Video: Google tells Android app developers to prepare for 64-bit future
Android Nougat has finally overtaken Marshmallow to be the most commonly used version of the smartphone operating system.
Nougat, launched in August 2016, is now running on 28.5 percent of Android devices, according to Google's own developer data, narrowly ahead of Marshmallow, which accounts for 28.1 percent. Marshmallow debuted in October 2015.
Google has an uphill struggle to get smartphone makers to upgrade devices to the most recent Android releases: the latest, Oreo, arrived in March last year and is currently running on just 1.1 percent of Android devices.
That's even less than Android Jelly Bean, which has been around since July 2012. And spare a thought for the users of the 0.3 percent of -- presumably antique and creaking -- phones that are still running Gingerbread, which arrived way back in 2010.

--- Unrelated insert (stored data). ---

//! Integration tests for the `ph` binary
//!
//! These tests write a project script into a scratch directory and run the
//! built binary against it.

use std::fs;
use std::path::{Path, PathBuf};
use std::process::{Command, Output};

/// Get the path to the ph binary
fn get_ph_binary() -> PathBuf {
    let target_dir = std::env::var_os("CARGO_TARGET_DIR")
        .map(PathBuf::from)
        .unwrap_or_else(|| PathBuf::from(env!("CARGO_MANIFEST_DIR")).join("target"));

    let bin_name = if cfg!(windows) { "ph.exe" } else { "ph" };
    target_dir.join("debug").join(bin_name)
}

fn create_project(script: &str) -> tempfile::TempDir {
    let dir = tempfile::tempdir().expect("Failed to create test directory");
    fs::write(dir.path().join("project.ph"), script).expect("Failed to write project.ph");
    dir
}

fn run_ph(dir: &Path, args: &[&str]) -> Option<Output> {
    let ph = get_ph_binary();
    if !ph.exists() {
        eprintln!("Skipping test: ph binary not found at {:?}", ph);
        return None;
    }
    Some(
        Command::new(&ph)
            .args(args)
            .current_dir(dir)
            .env("NO_COLOR", "1")
            .output()
            .expect("Failed to execute ph"),
    )
}

const CHAINS_PROJECT: &str = r#"
project_name("chains");
project_version(0, 1);
project_options(#{ build: "Run the build chains" });

fn run() {
    chain(["echo one > a.txt", "echo two >> a.txt"]);
    chain(["echo three > b.txt"]);
}
"#;

#[cfg(unix)]
#[test]
fn test_run_chains() {
    let project = create_project(CHAINS_PROJECT);
    let Some(output) = run_ph(project.path(), &["--build"]) else {
        return;
    };

    assert!(
        output.status.success(),
        "ph failed: {}",
        String::from_utf8_lossy(&output.stderr)
    );
    let a = fs::read_to_string(project.path().join("a.txt")).unwrap();
    assert_eq!(a.lines().collect::<Vec<_>>(), vec!["one", "two"]);
    assert!(project.path().join("b.txt").exists());
}

#[test]
fn test_no_options_lists_declared_options() {
    let project = create_project(CHAINS_PROJECT);
    let Some(output) = run_ph(project.path(), &[]) else {
        return;
    };

    assert!(output.status.success());
    let stdout = String::from_utf8_lossy(&output.stdout);
    assert!(stdout.contains("chains version 0.1"), "stdout: {}", stdout);
    assert!(stdout.contains("[--build:value] Run the build chains"));
    // run() must not be called without options
    assert!(!project.path().join("a.txt").exists());
}

#[test]
fn test_help_flag_lists_declared_options() {
    let project = create_project(CHAINS_PROJECT);
    for flag in ["--help", "-h"] {
        let Some(output) = run_ph(project.path(), &[flag]) else {
            return;
        };

        assert!(output.status.success(), "{} failed", flag);
        let stdout = String::from_utf8_lossy(&output.stdout);
        assert!(stdout.contains("[--build:value] Run the build chains"), "stdout: {}", stdout);
        assert!(!project.path().join("a.txt").exists());
    }
}

#[cfg(unix)]
#[test]
fn test_failed_step_sets_exit_code() {
    let project = create_project(
        r#"
fn run() {
    chain(["true", "true"]);
    chain(["false", "echo ran > after.txt"]);
}
"#,
    );
    let Some(output) = run_ph(project.path(), &["--go"]) else {
        return;
    };

    assert_eq!(output.status.code(), Some(1));
    // The default policy keeps going after a failure
    assert!(project.path().join("after.txt").exists());
}

#[cfg(unix)]
#[test]
fn test_abort_chain_policy_from_settings() {
    let project = create_project(
        r#"
fn run() {
    chain(["false", "echo ran > after.txt"]);
}
"#,
    );
    fs::write(
        project.path().join("ph.toml"),
        "[scheduler]\non_failure = \"abort-chain\"\n",
    )
    .unwrap();
    let Some(output) = run_ph(project.path(), &["--go"]) else {
        return;
    };

    assert_eq!(output.status.code(), Some(1));
    assert!(!project.path().join("after.txt").exists());
}

#[test]
fn test_missing_project_file() {
    let dir = tempfile::tempdir().unwrap();
    let Some(output) = run_ph(dir.path(), &["nothere.ph"]) else {
        return;
    };

    assert!(!output.status.success());
    let stderr = String::from_utf8_lossy(&output.stderr);
    assert!(stderr.contains("Invalid project file was specified"), "stderr: {}", stderr);
}

#[test]
fn test_script_error_reported() {
    let project = create_project(r#"project_version(1, "beta");"#);
    let Some(output) = run_ph(project.path(), &[]) else {
        return;
    };

    assert_eq!(output.status.code(), Some(1));
    let stderr = String::from_utf8_lossy(&output.stderr);
    assert!(stderr.contains("Invalid version number"), "stderr: {}", stderr);
}

#[cfg(unix)]
#[test]
fn test_option_values_reach_script() {
    let project = create_project(
        r#"
fn run() {
    chain(["echo " + get_option("mode", "debug") + " > mode.txt"]);
}
"#,
    );
    let Some(output) = run_ph(project.path(), &["--mode:release"]) else {
        return;
    };

    assert!(output.status.success());
    let mode = fs::read_to_string(project.path().join("mode.txt")).unwrap();
    assert_eq!(mode.trim(), "release");
}

#[cfg(unix)]
#[test]
fn test_report_written_as_json() {
    let project = create_project(
        r#"
fn run() {
    chain(["true", "false"]);
}
"#,
    );
    let report = project.path().join("report.json");
    let report_arg = format!("--report:{}", report.display());
    let Some(output) = run_ph(project.path(), &["--go", &report_arg]) else {
        return;
    };

    assert_eq!(output.status.code(), Some(1));
    let json: serde_json::Value =
        serde_json::from_str(&fs::read_to_string(&report).unwrap()).unwrap();
    assert_eq!(json[0]["commands"][1], "false");
    assert_eq!(json[0]["outcomes"][0]["status"], "exited");
    assert_eq!(json[0]["outcomes"][1]["code"], 1);
}
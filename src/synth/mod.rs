//! Command synthesis.
//!
//! Turns structured build options into shell command strings for the target
//! platform's compiler and for Cython. Everything here is a pure function of
//! its inputs: nothing touches the filesystem and nothing is spawned.

mod cc;
mod cython;
pub mod path;
pub mod types;

pub use cc::{compile_command, resolve_front_end};
pub use cython::{cython_chain, cython_command};
pub use path::{normalize_path, normalize_paths};
pub use types::{
    CompileOptions, CythonOptions, CythonPlan, Embed, Language, LanguageLevel, SynthError,
    Toolchain,
};
use super::{StepOutcome, Summary};

/// Hook into the scheduler's lifecycle events.
///
/// `chain` is the registration index of the chain, `step` the index of the
/// command within it.
pub trait Observer {
    /// A drain begins with this many steps left to run.
    fn started(&mut self, _pending_steps: usize) {}

    fn launched(&mut self, _chain: usize, _step: usize, _command: &str) {}

    fn finished(&mut self, _chain: usize, _step: usize, _outcome: &StepOutcome) {}

    fn completed(&mut self, _summary: &Summary) {}
}

/// Observer that ignores every event.
pub struct Silent;

impl Observer for Silent {}
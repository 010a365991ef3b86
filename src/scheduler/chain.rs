use serde::Serialize;
use std::ops::Deref;
use std::process::ExitStatus;

/// An ordered, immutable sequence of shell commands.
///
/// Chains are compared and hashed by their commands, so the same sequence
/// registered twice is the same chain.
#[derive(Debug, Clone, PartialEq, Eq, Hash, Serialize)]
#[serde(transparent)]
pub struct Chain(Vec<String>);

impl Chain {
    pub fn new<I, S>(steps: I) -> Self
    where
        I: IntoIterator<Item = S>,
        S: Into<String>,
    {
        Chain(steps.into_iter().map(Into::into).collect())
    }

    pub fn commands(&self) -> &[String] {
        &self.0
    }
}

impl Deref for Chain {
    type Target = [String];

    fn deref(&self) -> &[String] {
        &self.0
    }
}

impl From<Vec<String>> for Chain {
    fn from(steps: Vec<String>) -> Self {
        Chain(steps)
    }
}

impl From<&[&str]> for Chain {
    fn from(steps: &[&str]) -> Self {
        Chain::new(steps.iter().copied())
    }
}

/// What happened to one step of a chain.
#[derive(Debug, Clone, PartialEq, Eq, Serialize)]
#[serde(tag = "status", rename_all = "snake_case")]
pub enum StepOutcome {
    /// The process exited with this code
    Exited { code: i32 },
    /// The process was terminated without an exit code
    Signalled,
    /// The shell could not be started or waited on
    Error { message: String },
    /// Not run: an earlier step of the chain failed under `abort-chain`
    Skipped,
}

impl StepOutcome {
    pub fn is_success(&self) -> bool {
        matches!(self, StepOutcome::Exited { code: 0 })
    }

    pub fn is_failure(&self) -> bool {
        !self.is_success() && !matches!(self, StepOutcome::Skipped)
    }
}

impl From<ExitStatus> for StepOutcome {
    fn from(status: ExitStatus) -> Self {
        match status.code() {
            Some(code) => StepOutcome::Exited { code },
            None => StepOutcome::Signalled,
        }
    }
}

impl std::fmt::Display for StepOutcome {
    fn fmt(&self, f: &mut std::fmt::Formatter<'_>) -> std::fmt::Result {
        match self {
            StepOutcome::Exited { code: 0 } => write!(f, "ok"),
            StepOutcome::Exited { code } => write!(f, "exit {}", code),
            StepOutcome::Signalled => write!(f, "killed by signal"),
            StepOutcome::Error { message } => write!(f, "error: {}", message),
            StepOutcome::Skipped => write!(f, "skipped"),
        }
    }
}

/// Snapshot of a chain's commands and the outcomes recorded so far.
#[derive(Debug, Clone, PartialEq, Eq, Serialize)]
pub struct ChainReport {
    pub commands: Vec<String>,
    pub outcomes: Vec<StepOutcome>,
}

impl ChainReport {
    pub fn completed_steps(&self) -> usize {
        self.outcomes.len()
    }

    pub fn is_done(&self) -> bool {
        self.outcomes.len() == self.commands.len()
    }

    pub fn failed_steps(&self) -> usize {
        self.outcomes.iter().filter(|o| o.is_failure()).count()
    }
}
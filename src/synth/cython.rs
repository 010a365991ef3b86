use super::cc::{compile_command, quote, resolve_front_end};
use super::path::{file_stem, normalize_path, normalize_paths, split_file_name};
use super::types::{
    CompileOptions, CythonOptions, CythonPlan, Embed, Language, LanguageLevel, SynthError,
    Toolchain,
};

/// Build the Cython transpile command alone.
///
/// `source` and `intermediate` must already be normalized.
pub fn cython_command(
    toolchain: &Toolchain,
    opts: &CythonOptions,
    include_dirs: &[String],
    source: &str,
    intermediate: &str,
) -> String {
    let platform = toolchain.platform;
    let mut args = vec![toolchain.cython.clone()];

    for dir in include_dirs {
        args.push("-I".to_string());
        args.push(quote(dir, platform));
    }

    // Canonical switch order
    let switches: [(bool, &str); 5] = [
        (opts.timestamps, "-t"),
        (opts.force, "-f"),
        (opts.quiet, "-q"),
        (opts.verbose, "-v"),
        (opts.embed_positions, "-p"),
    ];
    args.extend(switches.iter().filter(|(on, _)| *on).map(|(_, f)| f.to_string()));

    if let Some(level) = opts.cleanup {
        args.push(format!("--cleanup {}", level));
    }

    let switches: [(bool, &str); 5] = [
        (opts.gdb, "--gdb"),
        (opts.no_docstrings, "-D"),
        (opts.annotate, "-a"),
        (opts.line_directives, "--line-directives"),
        (opts.cplus, "--cplus"),
    ];
    args.extend(switches.iter().filter(|(on, _)| *on).map(|(_, f)| f.to_string()));

    match &opts.embed {
        Embed::Off => {}
        Embed::Main => args.push("--embed".to_string()),
        Embed::Named(name) => args.push(format!("--embed={}", name)),
    }

    match opts.language_level {
        LanguageLevel::Default => {}
        LanguageLevel::Python2 => args.push("-2".to_string()),
        LanguageLevel::Python3 => args.push("-3".to_string()),
    }

    let switches: [(bool, &str); 3] = [
        (opts.fast_fail, "--fast-fail"),
        (opts.warning_errors, "--warning-errors"),
        (opts.warning_extra, "--warning-extra"),
    ];
    args.extend(switches.iter().filter(|(on, _)| *on).map(|(_, f)| f.to_string()));

    if !opts.directives.is_empty() {
        let directives: Vec<String> = opts
            .directives
            .iter()
            .map(|(k, v)| format!("{}={}", k, v))
            .collect();
        args.push("-X".to_string());
        args.push(quote(&directives.join(","), platform));
    }

    args.push(quote(source, platform));
    args.push("-o".to_string());
    args.push(quote(intermediate, platform));

    args.join(" ")
}

/// Synthesize a transpile-then-compile chain for one `.pyx` module.
///
/// The generated C file lands next to the source; the artifact keeps the
/// directory of the requested output name and gets the platform's binary
/// extension when embedding an entry point, the shared-library extension
/// otherwise.
pub fn cython_chain(
    toolchain: &Toolchain,
    root: &str,
    opts: &CythonOptions,
) -> Result<CythonPlan, SynthError> {
    if opts.source.is_empty() {
        return Err(SynthError::MissingOption("source"));
    }

    let language = if opts.cplus { Language::Cxx } else { Language::C };
    // Fail before anything is assembled when there is no compiler
    resolve_front_end(toolchain, language)?;

    let platform = toolchain.platform;
    let source = normalize_path(&opts.source, root, platform);
    let include_dirs = normalize_paths(&opts.include_dirs, root, platform);

    let ext = if opts.cplus { "cpp" } else { "c" };
    let intermediate = format!("{}.{}", file_stem(&source), ext);
    let (source_dir, _) = split_file_name(&source);
    let intermediate_path = format!("{}{}", source_dir, intermediate);

    let output = match &opts.output {
        Some(name) if !name.is_empty() => normalize_path(name, root, platform),
        _ => format!("{}{}", source_dir, file_stem(&source)),
    };
    let (output_dir, _) = split_file_name(&output);
    let artifact_ext = if opts.embed.is_on() {
        platform.binary_ext()
    } else {
        platform.shared_ext()
    };
    let artifact = with_extension(file_stem(&output), artifact_ext);
    let artifact_path = format!("{}{}", output_dir, artifact);

    let python = &toolchain.python;
    let compile = CompileOptions {
        source: intermediate_path.clone(),
        output: artifact_path,
        includes: python.include.iter().cloned().collect(),
        libraries: python.lib.iter().cloned().collect(),
        library_dirs: python.lib_dir.iter().cloned().collect(),
        language,
        shared: !opts.embed.is_on(),
    };

    let steps = vec![
        cython_command(toolchain, opts, &include_dirs, &source, &intermediate_path),
        compile_command(toolchain, &compile)?,
    ];

    Ok(CythonPlan {
        intermediate,
        artifact,
        steps,
    })
}

fn with_extension(stem: &str, ext: &str) -> String {
    if ext.is_empty() {
        stem.to_string()
    } else {
        format!("{}.{}", stem, ext)
    }
}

Google cannot force Android smartphone makers to upgrade their devices to the latest version of the mobile OS, so there tend to be many different versions in use. Many vendors will only offer the latest version of Android on their newest handsets, in order to encourage users to upgrade.
In contrast, because Apple controls both the hardware and the operating system for the iPhone, it can drive upgrades faster. Apple's most recent data shows that 65 percent of iPhones are now running iOS 11, the latest version, while 28 percent are on iOS 10.
The remainder are likely mostly older devices that cannot support the most recent versions of iOS.